Possession of Even Large Amount of Controlled Substance Isn't §2L1.2 "Drug Trafficking" If Statute Has No Intent-to-Distribute Element
Lopez-Salas picks up where Arce-Vences v. Mukasey left off. Arce-Vences, as you'll recall, is the case from last month holding that simple possession of even a large quantity of a controlled substance is not an aggravated felony under Lopez v. Gonzales. The court essentially rejected the idea that the amount of drugs can be used as a proxy for an intent to distribute if the statute of conviction lacks such an element. Although Arce-Vences involved the "drug trafficking" portion of the "aggravated felony" definition, its holding looked to be equally applicable to various and sundry drug offense definitions scattered about the Sentencing Guidelines and the U.S. Code. But we no longer have to rely on Arce-Vences when it comes to the "drug trafficking" definition applicable to the 12- and 16-level enhancements in guideline §2L1.2, because now we have Lopez-Salas for that.

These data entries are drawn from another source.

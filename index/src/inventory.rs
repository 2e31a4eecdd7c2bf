//! Parsing and structural validation of object inventories
//! (`inventory.json`).
//!
//! Validation covers only what indexing relies on: a known inventory type,
//! a contiguous version sequence ending at `head`, a well-formed manifest,
//! and version states that reference manifest entries. Fixity blocks are
//! parsed but not checked.

use std::collections::BTreeMap;

use chrono::{DateTime, FixedOffset};
use serde::{Deserialize, Serialize};
use serde_with::{DeserializeFromStr, SerializeDisplay};
use thiserror::Error;

use crate::digests::{Digest, DigestAlgorithm};
use crate::tree::LeafEntry;

pub const INVENTORY_FILE: &str = "inventory.json";
pub const DEFAULT_CONTENT_DIRECTORY: &str = "content";

#[derive(Debug, Error, PartialEq)]
pub enum Error {
    #[error("unable to parse inventory: {0}")]
    Parse(String),

    #[error("unknown inventory type: {0}")]
    UnknownType(String),

    #[error("inventory id is empty")]
    EmptyId,

    #[error("head {0} is not among the inventory versions")]
    MissingHead(VNum),

    #[error("expected version {expected}, found {found}")]
    VersionSequence { expected: VNum, found: VNum },

    #[error("invalid content directory: {0:?}")]
    InvalidContentDirectory(String),

    #[error("invalid digest in manifest: {0:?}")]
    InvalidDigest(String),

    #[error("manifest entry {0} lists no content paths")]
    EmptyManifestEntry(String),

    #[error("version {version} references digest {digest} missing from the manifest")]
    UnknownDigest { version: VNum, digest: String },

    #[error("invalid version number: {0:?}")]
    InvalidVNum(String),

    #[error("sidecar digest mismatch: expected {expected}, got {actual}")]
    SidecarMismatch { expected: String, actual: String },

    #[error("malformed sidecar: {0:?}")]
    MalformedSidecar(String),
}

/// A version number such as `v1` or the zero-padded `v0003`.
#[derive(Clone, Copy, Debug, PartialEq, Eq, Hash, DeserializeFromStr, SerializeDisplay)]
pub struct VNum {
    num: u32,
    padding: u8,
}

impl VNum {
    pub fn new(num: u32) -> Self {
        Self { num, padding: 0 }
    }

    pub fn num(&self) -> u32 {
        self.num
    }

    pub fn padding(&self) -> u8 {
        self.padding
    }

    /// The version number following this one, with the same padding.
    pub fn next(&self) -> Self {
        Self {
            num: self.num + 1,
            padding: self.padding,
        }
    }
}

impl Ord for VNum {
    fn cmp(&self, other: &Self) -> std::cmp::Ordering {
        self.num
            .cmp(&other.num)
            .then(self.padding.cmp(&other.padding))
    }
}

impl PartialOrd for VNum {
    fn partial_cmp(&self, other: &Self) -> Option<std::cmp::Ordering> {
        Some(self.cmp(other))
    }
}

impl std::str::FromStr for VNum {
    type Err = Error;

    fn from_str(s: &str) -> Result<Self, Self::Err> {
        let invalid = || Error::InvalidVNum(s.to_string());
        let digits = s.strip_prefix('v').ok_or_else(invalid)?;
        if digits.is_empty() || !digits.bytes().all(|b| b.is_ascii_digit()) {
            return Err(invalid());
        }
        let num: u32 = digits.parse().map_err(|_| invalid())?;
        if num == 0 {
            return Err(invalid());
        }
        let padding = if digits.starts_with('0') {
            u8::try_from(digits.len()).map_err(|_| invalid())?
        } else {
            0
        };
        Ok(Self { num, padding })
    }
}

impl std::fmt::Display for VNum {
    fn fmt(&self, f: &mut std::fmt::Formatter<'_>) -> std::fmt::Result {
        if self.padding > 0 {
            write!(f, "v{:0width$}", self.num, width = self.padding as usize)
        } else {
            write!(f, "v{}", self.num)
        }
    }
}

/// OCFL specification version an inventory declares through its `type`.
#[derive(Clone, Copy, Debug, PartialEq, Eq, DeserializeFromStr, SerializeDisplay)]
pub enum Spec {
    Ocfl1_0,
    Ocfl1_1,
}

impl Spec {
    fn from_type(t: &str) -> Result<Self, Error> {
        match t {
            "https://ocfl.io/1.0/spec/#inventory" => Ok(Spec::Ocfl1_0),
            "https://ocfl.io/1.1/spec/#inventory" => Ok(Spec::Ocfl1_1),
            other => Err(Error::UnknownType(other.to_string())),
        }
    }
}

impl std::str::FromStr for Spec {
    type Err = Error;

    fn from_str(s: &str) -> Result<Self, Self::Err> {
        match s {
            "1.0" => Ok(Spec::Ocfl1_0),
            "1.1" => Ok(Spec::Ocfl1_1),
            other => Err(Error::UnknownType(other.to_string())),
        }
    }
}

impl std::fmt::Display for Spec {
    fn fmt(&self, f: &mut std::fmt::Formatter<'_>) -> std::fmt::Result {
        match self {
            Spec::Ocfl1_0 => f.write_str("1.0"),
            Spec::Ocfl1_1 => f.write_str("1.1"),
        }
    }
}

#[derive(Clone, Debug, PartialEq, Eq, Serialize, Deserialize)]
pub struct User {
    pub name: String,
    #[serde(default)]
    pub address: String,
}

#[derive(Clone, Debug, Deserialize)]
pub struct Version {
    pub created: DateTime<FixedOffset>,
    #[serde(default)]
    pub message: String,
    #[serde(default)]
    pub user: Option<User>,
    /// digest → logical paths
    pub state: BTreeMap<String, Vec<String>>,
}

#[derive(Clone, Debug, Deserialize)]
#[serde(rename_all = "camelCase")]
pub struct Inventory {
    pub id: String,
    #[serde(rename = "type")]
    pub inventory_type: String,
    pub digest_algorithm: DigestAlgorithm,
    pub head: VNum,
    #[serde(default)]
    pub content_directory: Option<String>,
    /// digest → content paths, relative to the object root
    pub manifest: BTreeMap<String, Vec<String>>,
    pub versions: BTreeMap<VNum, Version>,
    #[serde(default)]
    pub fixity: BTreeMap<String, BTreeMap<String, Vec<String>>>,

    #[serde(skip)]
    digest: Digest,
}

impl Inventory {
    /// Parses and validates the raw bytes of an `inventory.json`.
    /// The inventory digest is computed over the same bytes.
    pub fn from_bytes(data: &[u8]) -> Result<Self, Error> {
        let mut inv: Inventory =
            serde_json::from_slice(data).map_err(|e| Error::Parse(e.to_string()))?;
        inv.validate()?;
        inv.digest = inv.digest_algorithm.hash(data);
        Ok(inv)
    }

    /// Digest of the inventory file itself, using its own algorithm.
    pub fn digest(&self) -> &Digest {
        &self.digest
    }

    pub fn spec(&self) -> Result<Spec, Error> {
        Spec::from_type(&self.inventory_type)
    }

    pub fn content_directory(&self) -> &str {
        self.content_directory
            .as_deref()
            .unwrap_or(DEFAULT_CONTENT_DIRECTORY)
    }

    pub fn head_version(&self) -> Option<&Version> {
        self.versions.get(&self.head)
    }

    /// Name of the sidecar file holding the inventory digest.
    pub fn sidecar_name(&self) -> String {
        format!("{}.{}", INVENTORY_FILE, self.digest_algorithm)
    }

    /// Checks the contents of the sidecar file against the inventory digest.
    pub fn check_sidecar(&self, sidecar: &[u8]) -> Result<(), Error> {
        let text = std::str::from_utf8(sidecar)
            .map_err(|_| Error::MalformedSidecar("not utf-8".to_string()))?;
        let mut fields = text.split_whitespace();
        let (Some(expected), Some(INVENTORY_FILE), None) =
            (fields.next(), fields.next(), fields.next())
        else {
            return Err(Error::MalformedSidecar(text.trim().to_string()));
        };
        let expected =
            Digest::from_hex(expected).map_err(|e| Error::MalformedSidecar(e.to_string()))?;
        if expected != self.digest {
            return Err(Error::SidecarMismatch {
                expected: expected.to_hex(),
                actual: self.digest.to_hex(),
            });
        }
        Ok(())
    }

    /// Returns the leaves of a version's logical state. Each leaf carries
    /// the first manifest path for its digest as content path.
    pub fn version_entries(&self, vnum: &VNum) -> Option<Vec<LeafEntry>> {
        let version = self.versions.get(vnum)?;
        let mut entries = Vec::new();
        for (digest, logical_paths) in &version.state {
            let content_path = self.manifest.get(digest)?.first()?;
            for logical_path in logical_paths {
                entries.push(LeafEntry {
                    logical_path: logical_path.clone(),
                    digest: digest.clone(),
                    content_path: content_path.clone(),
                });
            }
        }
        Some(entries)
    }

    fn validate(&self) -> Result<(), Error> {
        if self.id.is_empty() {
            return Err(Error::EmptyId);
        }
        self.spec()?;

        let content_dir = self.content_directory();
        if content_dir.is_empty()
            || content_dir.contains('/')
            || content_dir == "."
            || content_dir == ".."
        {
            return Err(Error::InvalidContentDirectory(content_dir.to_string()));
        }

        if !self.versions.contains_key(&self.head) {
            return Err(Error::MissingHead(self.head));
        }
        let mut expected = VNum {
            num: 1,
            padding: self.head.padding,
        };
        for vnum in self.versions.keys() {
            if *vnum != expected {
                return Err(Error::VersionSequence {
                    expected,
                    found: *vnum,
                });
            }
            expected = expected.next();
        }

        for (digest, paths) in &self.manifest {
            Digest::from_hex(digest).map_err(|_| Error::InvalidDigest(digest.clone()))?;
            if paths.is_empty() || paths.iter().any(|p| p.is_empty()) {
                return Err(Error::EmptyManifestEntry(digest.clone()));
            }
        }

        for (vnum, version) in &self.versions {
            for digest in version.state.keys() {
                if !self.manifest.contains_key(digest) {
                    return Err(Error::UnknownDigest {
                        version: *vnum,
                        digest: digest.clone(),
                    });
                }
            }
        }

        Ok(())
    }
}

#[cfg(test)]
mod tests {
    use super::{Error, Inventory, Spec, VNum};
    use crate::digests::DigestAlgorithm;
    use rstest::rstest;

    const DIGEST_A: &str = "aa11";
    const DIGEST_B: &str = "bb22";

    fn inventory_json(head: &str, versions: serde_json::Value) -> Vec<u8> {
        serde_json::to_vec(&serde_json::json!({
            "id": "ark:/12345/obj",
            "type": "https://ocfl.io/1.1/spec/#inventory",
            "digestAlgorithm": "sha512",
            "head": head,
            "manifest": {
                DIGEST_A: ["v1/content/a.txt"],
                DIGEST_B: ["v2/content/b.txt", "v2/content/b-copy.txt"],
            },
            "versions": versions,
        }))
        .unwrap()
    }

    fn version(state: serde_json::Value) -> serde_json::Value {
        serde_json::json!({
            "created": "2021-03-04T05:06:07Z",
            "message": "msg",
            "user": {"name": "A Person", "address": "mailto:a@example.org"},
            "state": state,
        })
    }

    #[test]
    fn parse_valid() {
        let data = inventory_json(
            "v2",
            serde_json::json!({
                "v1": version(serde_json::json!({DIGEST_A: ["a.txt"]})),
                "v2": version(serde_json::json!({DIGEST_A: ["a.txt"], DIGEST_B: ["dir/b.txt"]})),
            }),
        );
        let inv = Inventory::from_bytes(&data).expect("must parse");

        assert_eq!(Ok(Spec::Ocfl1_1), inv.spec());
        assert_eq!("content", inv.content_directory());
        assert_eq!(DigestAlgorithm::Sha512.hash(&data), *inv.digest());
        assert_eq!("inventory.json.sha512", inv.sidecar_name());

        let entries = inv.version_entries(&VNum::new(2)).expect("v2 exists");
        assert_eq!(2, entries.len());
        let b = entries
            .iter()
            .find(|e| e.logical_path == "dir/b.txt")
            .expect("b present");
        assert_eq!("v2/content/b.txt", b.content_path);
    }

    #[test]
    fn missing_head() {
        let data = inventory_json(
            "v2",
            serde_json::json!({"v1": version(serde_json::json!({DIGEST_A: ["a.txt"]}))}),
        );
        assert_eq!(
            Error::MissingHead(VNum::new(2)),
            Inventory::from_bytes(&data).unwrap_err()
        );
    }

    #[test]
    fn version_gap() {
        let data = inventory_json(
            "v3",
            serde_json::json!({
                "v1": version(serde_json::json!({})),
                "v3": version(serde_json::json!({})),
            }),
        );
        assert!(matches!(
            Inventory::from_bytes(&data),
            Err(Error::VersionSequence { .. })
        ));
    }

    #[test]
    fn unknown_state_digest() {
        let data = inventory_json(
            "v1",
            serde_json::json!({"v1": version(serde_json::json!({"cc33": ["c.txt"]}))}),
        );
        assert!(matches!(
            Inventory::from_bytes(&data),
            Err(Error::UnknownDigest { .. })
        ));
    }

    #[test]
    fn not_json() {
        assert!(matches!(
            Inventory::from_bytes(b"{not json"),
            Err(Error::Parse(_))
        ));
    }

    #[test]
    fn sidecar() {
        let data = inventory_json(
            "v1",
            serde_json::json!({"v1": version(serde_json::json!({}))}),
        );
        let inv = Inventory::from_bytes(&data).unwrap();
        let good = format!("{}  inventory.json\n", inv.digest().to_hex());
        inv.check_sidecar(good.as_bytes()).expect("sidecar matches");

        let bad = format!("{}  inventory.json\n", DigestAlgorithm::Sha512.hash(b"x"));
        assert!(matches!(
            inv.check_sidecar(bad.as_bytes()),
            Err(Error::SidecarMismatch { .. })
        ));
        assert!(matches!(
            inv.check_sidecar(b"garbage"),
            Err(Error::MalformedSidecar(_))
        ));
    }

    #[rstest]
    #[case::plain("v1", 1, 0)]
    #[case::padded("v003", 3, 3)]
    #[case::large("v120", 120, 0)]
    fn vnum_parse(#[case] s: &str, #[case] num: u32, #[case] padding: u8) {
        let v: VNum = s.parse().expect("must parse");
        assert_eq!(num, v.num());
        assert_eq!(padding, v.padding());
        assert_eq!(s, v.to_string());
    }

    #[rstest]
    #[case::zero("v0")]
    #[case::no_prefix("1")]
    #[case::empty("v")]
    #[case::sign("v+1")]
    fn vnum_invalid(#[case] s: &str) {
        assert!(s.parse::<VNum>().is_err());
    }

    #[test]
    fn vnum_orders_numerically() {
        let mut v: Vec<VNum> = ["v10", "v2", "v1"].iter().map(|s| s.parse().unwrap()).collect();
        v.sort();
        assert_eq!(vec![VNum::new(1), VNum::new(2), VNum::new(10)], v);
    }
}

At issue here was Lopez's prior North Carolina conviction for conspiring to transport between 100 and 2000 pounds of marijuana under N.C. Gen. Stat. § 90-95(h). The statute, like similar statutes from other states, does not include an intent-to-distribute element; instead, it imposes progressively higher penalties based on the amount of the drug possessed or transported, effectively presuming an intent to distribute from the large drug quantity.
The Government argued that because the state statute presumes an intent to distribute, it's a §2L1.2 drug trafficking offense. The court disagreed, joining the majority side of a circuit split on this issue.
The Eleventh Circuit agrees with the Government. It has held that a court isn't limited to examining the elements of the prior offense when making the "drug trafficking" determination, so an effective presumption of an intent to distribute, like the one created by the North Carolina statute, makes the offense "drug trafficking." Otherwise, say the Elevens, the guideline would produce anomalous results.
Three other circuits---the Sixth, Ninth, and Tenth---have held otherwise. Like the Fifth Circuit, those courts use the Taylor categorical approach and refer only to the elements of a prior conviction when determining whether the offense constitutes §2L1.2 drug trafficking. And if there's no intent-to-distribute element, then the offense doesn't fit within the drug trafficking definition. The potentially anomalous results from this approach cannot "justify a departure from the ordinary standard of review." (Lopez-Salas found Judge McConnell's opinion for the Tenth Circuit in United States v. Herrera-Roldan "particularly persuasive" on this question.)
So the court agrees with the majority and holds that Lopez's conviction under § 90-95(h) isn't a §2L1.2 drug trafficking offense. But then the court goes out of its way to point out that the Guidelines are only advisory, and that Booker and Gall give a district court latitude to impose a non-Guidelines sentence when the circumstances warrant it. And hint-hint:
We have previously held that “[a] defendant’s criminal history is one of the factors that a court may consider in imposing a non-Guideline[s] sentence.” Smith, 440 F.3d at 709. Indeed, in United States v. Tzep-Mejia, 461 F.3d 522, 526-28 (5th Cir. 2006), we upheld an upward variance in a non-Guidelines sentence for a past conviction without regard to whether the prior offense “technically” qualified as a crime of violence under § 2L1.2(b)(1)(A)(ii).
True enough (although the sentence in Tzep-Mejia was arguably a downward variance). But don't forget that sauce for the goose is sauce for the gander. A sentencing court can also consider the relatively minor nature of a prior conviction that "technically" qualifies as drug trafficking---as in the case of an addict who sells to support his own habit and picks up a distribution conviction for selling a tiny quantity to an undercover cop---and vary downward on that basis.